I am having a serious bout of writer’s block y’all. It’s not that I don’t have things to write about. I suppose I could discuss my daily tweets to Obama, or the Selena party I attended, or even the never ending battle with Truman’s snot. I just don’t FEEEEEEEEEL like writing. ::pouts::
You know what else is bothering me? I can’t find a dadgum pair of jeans in this whole entire godforsaken city that will fit my rotund ass! I have tried several stores, and I thought I had finally scored at American Eagle of all places (where I, in an ever continuing effort to be as awkward as possible, called the 18-year-old salesgirl ma’am). But alas, they turned out to be too big.
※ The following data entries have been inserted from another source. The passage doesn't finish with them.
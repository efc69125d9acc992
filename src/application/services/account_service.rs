//! Account Service
//!
//! Registration, login and password changes. Every flow ends by handing the
//! subject's credentials to the [`AuthService`] for a session token.

use std::sync::Arc;

use argon2::{
    password_hash::{rand_core::OsRng, PasswordHash, PasswordHasher, PasswordVerifier, SaltString},
    Argon2,
};
use async_trait::async_trait;
use once_cell::sync::Lazy;
use regex::Regex;
use serde::Deserialize;
use tracing::{info, instrument};
use validator::{Validate, ValidationError};

use super::auth_service::{AuthError, AuthService};
use crate::domain::{EntityKind, User, UserRepository};
use crate::shared::clock::Clock;
use crate::shared::error::AppError;
use crate::shared::snowflake::SnowflakeGenerator;
use crate::shared::validation::validation_message;

static USERNAME_PATTERN: Lazy<Regex> =
    Lazy::new(|| Regex::new(r"^[A-Za-z0-9._-]{3,32}$").expect("Invalid username pattern"));

/// Usernames are 3-32 of `[A-Za-z0-9._-]` and may not start with punctuation.
fn validate_username(username: &str) -> Result<(), ValidationError> {
    let leading_punctuation = username.starts_with(&['-', '_', '.'][..]);
    if !USERNAME_PATTERN.is_match(username) || leading_punctuation {
        return Err(ValidationError::new("username").with_message(
            "Username must be 3-32 letters, digits, '.', '_' or '-', not starting with punctuation"
                .into(),
        ));
    }
    Ok(())
}

/// Registration request
#[derive(Debug, Deserialize, Validate)]
pub struct RegisterRequest {
    #[validate(custom(function = "validate_username"))]
    pub username: String,

    #[validate(length(min = 8, max = 128, message = "Password must be 8-128 characters"))]
    pub password: String,
}

/// Login request. `identifier` is a username or a handle.
#[derive(Debug, Deserialize, Validate)]
pub struct LoginRequest {
    #[validate(length(min = 1, message = "Identifier is required"))]
    pub identifier: String,

    #[validate(length(min = 1, message = "Password is required"))]
    pub password: String,
}

#[derive(Debug, Validate)]
struct PasswordChange {
    #[validate(length(min = 8, max = 128, message = "Password must be 8-128 characters"))]
    new_password: String,
}

/// Account errors
#[derive(Debug, thiserror::Error)]
pub enum AccountError {
    #[error("Invalid input: {0}")]
    Validation(String),

    #[error("Username taken")]
    UsernameTaken,

    #[error("Invalid credentials")]
    InvalidCredentials,

    #[error("Account disabled")]
    Disabled,

    #[error("User not found")]
    UserNotFound,

    #[error(transparent)]
    Auth(#[from] AuthError),

    #[error("User store unavailable: {0}")]
    Unavailable(String),

    #[error("Internal error: {0}")]
    Internal(String),
}

impl From<validator::ValidationErrors> for AccountError {
    fn from(errors: validator::ValidationErrors) -> Self {
        Self::Validation(validation_message(&errors))
    }
}

impl From<AccountError> for AppError {
    fn from(err: AccountError) -> Self {
        match err {
            AccountError::Validation(msg) => AppError::Validation(msg),
            AccountError::UsernameTaken => AppError::Conflict("Username taken".into()),
            AccountError::InvalidCredentials | AccountError::Disabled => {
                AppError::Unauthorized(err.to_string())
            }
            AccountError::UserNotFound => AppError::NotFound("User not found".into()),
            AccountError::Auth(e) => e.into(),
            AccountError::Unavailable(msg) => AppError::Unavailable(msg),
            AccountError::Internal(msg) => AppError::Internal(msg),
        }
    }
}

fn store_error(e: AppError) -> AccountError {
    AccountError::Unavailable(e.to_string())
}

/// Account service trait for dependency injection
#[async_trait]
pub trait AccountService: Send + Sync {
    /// Create an account and its first session token.
    async fn register(&self, request: RegisterRequest) -> Result<(User, String), AccountError>;

    /// Check credentials and return a session token, reusing the stored one
    /// while it is still valid.
    async fn login(&self, request: LoginRequest) -> Result<String, AccountError>;

    /// Replace the password. Every token issued before the change stops
    /// verifying; the returned token is the only valid one.
    async fn change_password(
        &self,
        user_id: &str,
        current_password: &str,
        new_password: &str,
    ) -> Result<String, AccountError>;
}

/// AccountService implementation
pub struct AccountServiceImpl<U>
where
    U: UserRepository,
{
    user_repo: Arc<U>,
    auth: Arc<dyn AuthService>,
    id_generator: Arc<SnowflakeGenerator>,
    clock: Arc<dyn Clock>,
    handle_domain: String,
}

impl<U> AccountServiceImpl<U>
where
    U: UserRepository,
{
    /// Create a new AccountServiceImpl
    pub fn new(
        user_repo: Arc<U>,
        auth: Arc<dyn AuthService>,
        id_generator: Arc<SnowflakeGenerator>,
        clock: Arc<dyn Clock>,
        handle_domain: impl Into<String>,
    ) -> Self {
        Self {
            user_repo,
            auth,
            id_generator,
            clock,
            handle_domain: handle_domain.into(),
        }
    }

    /// Hash a password using Argon2id
    fn hash_password(&self, password: &str) -> Result<String, AccountError> {
        let salt = SaltString::generate(&mut OsRng);

        Argon2::default()
            .hash_password(password.as_bytes(), &salt)
            .map(|hash| hash.to_string())
            .map_err(|e| AccountError::Internal(format!("Password hashing failed: {}", e)))
    }

    /// Verify a password against its hash
    fn verify_password(&self, password: &str, hash: &str) -> Result<bool, AccountError> {
        let parsed_hash = PasswordHash::new(hash)
            .map_err(|e| AccountError::Internal(format!("Invalid password hash: {}", e)))?;

        Ok(Argon2::default()
            .verify_password(password.as_bytes(), &parsed_hash)
            .is_ok())
    }

    async fn remember_token(&self, user: &User, token: &str) -> Result<(), AccountError> {
        if user.token.as_deref() == Some(token) {
            return Ok(());
        }
        self.user_repo
            .update_token(&user.id, token)
            .await
            .map_err(store_error)
    }
}

#[async_trait]
impl<U> AccountService for AccountServiceImpl<U>
where
    U: UserRepository + 'static,
{
    #[instrument(skip(self, request), fields(username = %request.username))]
    async fn register(&self, request: RegisterRequest) -> Result<(User, String), AccountError> {
        request.validate()?;

        if self
            .user_repo
            .find_by_username(&request.username)
            .await
            .map_err(store_error)?
            .is_some()
        {
            return Err(AccountError::UsernameTaken);
        }

        let password_hash = self.hash_password(&request.password)?;
        let now = self.clock.now();
        let user = User {
            id: self.id_generator.next(EntityKind::User).to_string(),
            handle: format!("{}.{}", request.username, self.handle_domain),
            username: request.username,
            password_hash,
            token: None,
            disabled: false,
            created_at: now,
            updated_at: now,
        };

        let mut created = self.user_repo.create(&user).await.map_err(|e| match e {
            AppError::Conflict(_) => AccountError::UsernameTaken,
            other => store_error(other),
        })?;

        let token = self
            .auth
            .issue(&created.id, &created.handle, &created.password_hash)
            .await?;
        self.remember_token(&created, &token).await?;
        created.token = Some(token.clone());

        info!(user_id = %created.id, "Registered account");
        Ok((created, token))
    }

    #[instrument(skip(self, request), fields(identifier = %request.identifier))]
    async fn login(&self, request: LoginRequest) -> Result<String, AccountError> {
        request.validate()?;

        let user = match self
            .user_repo
            .find_by_username(&request.identifier)
            .await
            .map_err(store_error)?
        {
            Some(user) => Some(user),
            None => self
                .user_repo
                .find_by_handle(&request.identifier)
                .await
                .map_err(store_error)?,
        }
        .ok_or(AccountError::InvalidCredentials)?;

        if !self.verify_password(&request.password, &user.password_hash)? {
            return Err(AccountError::InvalidCredentials);
        }
        if user.disabled {
            return Err(AccountError::Disabled);
        }

        let token = self.auth.ensure_token(&user).await?;
        self.remember_token(&user, &token).await?;
        Ok(token)
    }

    #[instrument(skip(self, current_password, new_password))]
    async fn change_password(
        &self,
        user_id: &str,
        current_password: &str,
        new_password: &str,
    ) -> Result<String, AccountError> {
        PasswordChange {
            new_password: new_password.to_string(),
        }
        .validate()?;

        let user = self
            .user_repo
            .find_by_id(user_id)
            .await
            .map_err(store_error)?
            .ok_or(AccountError::UserNotFound)?;

        if !self.verify_password(current_password, &user.password_hash)? {
            return Err(AccountError::InvalidCredentials);
        }

        let password_hash = self.hash_password(new_password)?;
        self.user_repo
            .update_password_hash(&user.id, &password_hash)
            .await
            .map_err(store_error)?;

        let token = self
            .auth
            .issue(&user.id, &user.handle, &password_hash)
            .await?;
        self.user_repo
            .update_token(&user.id, &token)
            .await
            .map_err(store_error)?;

        info!(user_id = %user.id, "Changed password");
        Ok(token)
    }
}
SHOCKED FACE. I will still wear them because the world is already well acquainted with my butt crack and I don’t mind looking like a just took a huge dump in my pants. I just can’t wear maternity jeans for the rest of my life y’all, even if they are super nice skinny ones from the Gap. Maybe if I start calling them jeggings, I will be okay with it. WHO I AM I KIDDING? I HATE THE WORD JEGGINGS.
Crazy first world problems. I am done with this post. I am all riled up now. Here are some pictures of my son looking adorbs. BTW, it is totally his fault that I need new jeans in the first place. He is worth it, I GUESS.
I have been soothed now. This kid’s picture is like a balm for my grouchy soul.